About half a million people end up in hospital emergency departments every year because of bicycles. Only about 9,000 do because of hunting.
The surprise is that about three-quarters of those injuries result from falls, most of them from elevated stands, and only about an eighth of them are firearms-related. Older hunters, in particular, have been well schooled on firearms safety, wearing hunter orange (or pink) and other safety rules, but need a refresher on the comparatively new idea of hunting from trees.
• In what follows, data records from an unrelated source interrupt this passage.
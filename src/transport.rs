//! Request transport decoding.
//!
//! A request arrives either as command-line arguments (`Name=Value` pairs,
//! taken verbatim) or as CGI input (`QUERY_STRING` for GET, a urlencoded
//! body for POST). The CGI path is the interactive transport: only there do
//! responses carry HTTP-style headers.

use crate::error::{PixError, Result};
use crate::params::Params;
use tokio::io::AsyncReadExt;
use url::form_urlencoded;

/// A decoded request plus the interactive-vs-direct invocation signal.
#[derive(Debug)]
pub struct Transport {
    pub params: Params,
    pub interactive: bool,
}

/// Decode the request from argv pairs or, failing that, from CGI input.
pub async fn decode(cli_params: &[String]) -> Result<Transport> {
    if let Some(params) = from_cli(cli_params) {
        return Ok(Transport {
            params,
            interactive: false,
        });
    }
    if let Some(params) = from_cgi().await? {
        return Ok(Transport {
            params,
            interactive: true,
        });
    }
    Err(PixError::Malformed(
        "no request parameters were supplied".to_string(),
    ))
}

/// Parse ordered `Name=Value` argument pairs. Arguments without `=` are
/// ignored; an empty argument list means the CLI transport is not in use.
pub fn from_cli(args: &[String]) -> Option<Params> {
    let pairs: Vec<(String, String)> = args
        .iter()
        .filter_map(|arg| {
            arg.split_once('=')
                .map(|(name, value)| (name.to_string(), value.to_string()))
        })
        .collect();
    if pairs.is_empty() {
        None
    } else {
        Some(Params::new(pairs))
    }
}

/// Decode CGI input when the environment says a gateway invoked us.
async fn from_cgi() -> Result<Option<Params>> {
    let Ok(method) = std::env::var("REQUEST_METHOD") else {
        return Ok(None);
    };
    let encoded = match method.as_str() {
        "POST" => {
            let length: usize = std::env::var("CONTENT_LENGTH")
                .ok()
                .and_then(|v| v.parse().ok())
                .unwrap_or(0);
            let mut body = vec![0u8; length];
            if length > 0 {
                tokio::io::stdin()
                    .read_exact(&mut body)
                    .await
                    .map_err(|e| PixError::Malformed(format!("short request body: {}", e)))?;
            }
            body
        }
        _ => std::env::var("QUERY_STRING").unwrap_or_default().into_bytes(),
    };
    Ok(Some(decode_form(&encoded)))
}

/// Parse a urlencoded parameter string, preserving order.
pub fn decode_form(encoded: &[u8]) -> Params {
    Params::new(
        form_urlencoded::parse(encoded)
            .map(|(name, value)| (name.into_owned(), value.into_owned()))
            .collect(),
    )
}
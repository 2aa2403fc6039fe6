//! Stored markup (OME-XML) plumbing.
//!
//! Uploaded documents may arrive gzip-compressed; both the content sniff and
//! the import stream fall back to transparent gunzip when the stored payload
//! carries the gzip magic.

use crate::error::{PixError, Result};
use crate::response::ResponseWriter;
use flate2::read::GzDecoder;
use std::io::Read;
use std::path::Path;
use tokio::fs;
use tokio::io::AsyncWrite;

const GZIP_MAGIC: [u8; 2] = [0x1f, 0x8b];

/// How much of a document the sniff inspects.
const SNIFF_LIMIT: usize = 8 * 1024;

async fn read_document(path: &Path, limit: Option<usize>) -> Result<Vec<u8>> {
    let raw = fs::read(path)
        .await
        .map_err(|e| PixError::Engine(format!("cannot read stored document: {}", e)))?;
    if raw.len() >= 2 && raw[..2] == GZIP_MAGIC {
        let mut decoder = GzDecoder::new(raw.as_slice());
        let mut out = Vec::new();
        match limit {
            Some(limit) => {
                out.resize(limit, 0);
                let mut filled = 0;
                while filled < limit {
                    match decoder.read(&mut out[filled..]) {
                        Ok(0) => break,
                        Ok(n) => filled += n,
                        Err(e) => {
                            return Err(PixError::Engine(format!("gunzip failed: {}", e)));
                        }
                    }
                }
                out.truncate(filled);
            }
            None => {
                decoder
                    .read_to_end(&mut out)
                    .map_err(|e| PixError::Engine(format!("gunzip failed: {}", e)))?;
            }
        }
        Ok(out)
    } else {
        match limit {
            Some(limit) if raw.len() > limit => Ok(raw[..limit].to_vec()),
            _ => Ok(raw),
        }
    }
}

/// True when the document's root element is `OME` (with or without a
/// namespace prefix).
pub async fn sniff_is_ome(path: &Path) -> Result<bool> {
    let head = read_document(path, Some(SNIFF_LIMIT)).await?;
    let text = String::from_utf8_lossy(&head);
    Ok(root_element(&text).map(|root| {
        let local = root.rsplit(':').next().unwrap_or(root);
        local == "OME"
    }) == Some(true))
}

/// First element name of a document, skipping the declaration, comments and
/// processing instructions.
fn root_element(text: &str) -> Option<&str> {
    let mut rest = text.trim_start_matches('\u{feff}');
    loop {
        let open = rest.find('<')?;
        rest = &rest[open + 1..];
        match rest.chars().next()? {
            '?' => {
                let end = rest.find("?>")?;
                rest = &rest[end + 2..];
            }
            '!' => {
                let end = rest.find('>')?;
                rest = &rest[end + 1..];
            }
            _ => {
                let end = rest.find(|c: char| c.is_whitespace() || c == '>' || c == '/')?;
                return Some(&rest[..end]);
            }
        }
    }
}

/// Stream a stored document, gunzipped when needed.
pub async fn stream_document<W>(path: &Path, out: &mut ResponseWriter<W>) -> Result<()>
where
    W: AsyncWrite + Unpin + Send,
{
    let document = read_document(path, None).await?;
    out.write_all(&document).await?;
    Ok(())
}

#[cfg(test)]
mod tests {
    use super::*;
    use flate2::write::GzEncoder;
    use flate2::Compression;
    use std::io::Write;
    use tempfile::TempDir;

    const OME_DOC: &str =
        "<?xml version=\"1.0\"?>\n<!-- scan export -->\n<OME xmlns=\"http://www.openmicroscopy.org/XMLschemas\">\n</OME>\n";

    async fn write_doc(dir: &TempDir, name: &str, data: &[u8]) -> std::path::PathBuf {
        let path = dir.path().join(name);
        fs::write(&path, data).await.unwrap();
        path
    }

    #[tokio::test]
    async fn test_sniff_plain_document() {
        let temp = TempDir::new().unwrap();
        let path = write_doc(&temp, "a.xml", OME_DOC.as_bytes()).await;
        assert!(sniff_is_ome(&path).await.unwrap());

        let path = write_doc(&temp, "b.xml", b"<?xml version=\"1.0\"?><Scan/>").await;
        assert!(!sniff_is_ome(&path).await.unwrap());

        let path = write_doc(&temp, "c.bin", &[0u8, 1, 2, 3]).await;
        assert!(!sniff_is_ome(&path).await.unwrap());
    }

    #[tokio::test]
    async fn test_sniff_prefixed_root() {
        let temp = TempDir::new().unwrap();
        let path = write_doc(&temp, "p.xml", b"<ome:OME xmlns:ome=\"x\"/>").await;
        assert!(sniff_is_ome(&path).await.unwrap());
    }

    #[tokio::test]
    async fn test_gzip_fallback() {
        let temp = TempDir::new().unwrap();
        let mut encoder = GzEncoder::new(Vec::new(), Compression::default());
        encoder.write_all(OME_DOC.as_bytes()).unwrap();
        let gz = encoder.finish().unwrap();
        let path = write_doc(&temp, "a.xml.gz", &gz).await;
        assert!(sniff_is_ome(&path).await.unwrap());

        let mut buf = Vec::new();
        {
            let mut writer = ResponseWriter::new(&mut buf, false);
            stream_document(&path, &mut writer).await.unwrap();
        }
        assert_eq!(buf, OME_DOC.as_bytes());
    }
}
The first rule is that some people just shouldn’t. If you’re old enough and smart enough that climbing trees to perch and high places makes you nervous, just don’t do it. If it doesn’t scare you, make sure you’re using a quality manufactured stand — climbers are safest — that you understand and inspect every time you use it. Always wear a full-body harness. And never try to sit atop a tree while tired or under the influence of medications or alcohol.
But I think the hunter risk statistic needs an asterisk, too.
At least as many hunters end up in emergency rooms, or worse, each fall because of something that doesn’t get included in the accident statistics. Or worse happens a lot — cardiologists warn that heart attacks are far more likely to be lethal than most gunshot wounds.
A famous 2007 study by Beaumont Hospital put heart monitors on hunters and sent them into the deer woods. The results scared the cardiologists. Most of the test subjects experienced wildly elevated heart rates and dangerous arrhythmias — some from hauling carcasses out of the woods, some from spotting the buck of a lifetime, and some from lifting their own out-of-shape butts out of the pickup.
So in answer to that marathon-running or hunting question, the 11 miles I ran Sunday morning before spending the afternoon bow hunting immunized me against the biggest risk facing most hunters my age.
The cardiologists in the Beaumont study suggested hunters get some exercise and get a physical before doing anything as crazy risky as looking a whitetail buck in the eye.
If you’re not in great shape already, it’s probably too late to turn things around for Nov. 15.
But you can get a checkup. It’s free and convenient if you’re going Up North for the firearms deer season.
The Department of Natural Resources, Jay’s Sporting Goods, Otsego Memorial Hospital and Blue Cross Blue Shield are offering free health screenings Tuesday, Nov. 10 in Gaylord. The screenings are first-come first served from 10 to 2 at the Gaylord Jay’s store. I don’t think they’ll wire hunters with heart monitors, but they’re offering basic blood pressure checks and cholesterol screening.
Hunting, I should admit, is not the safest sport. You’re half as likely to get hurt playing billiards.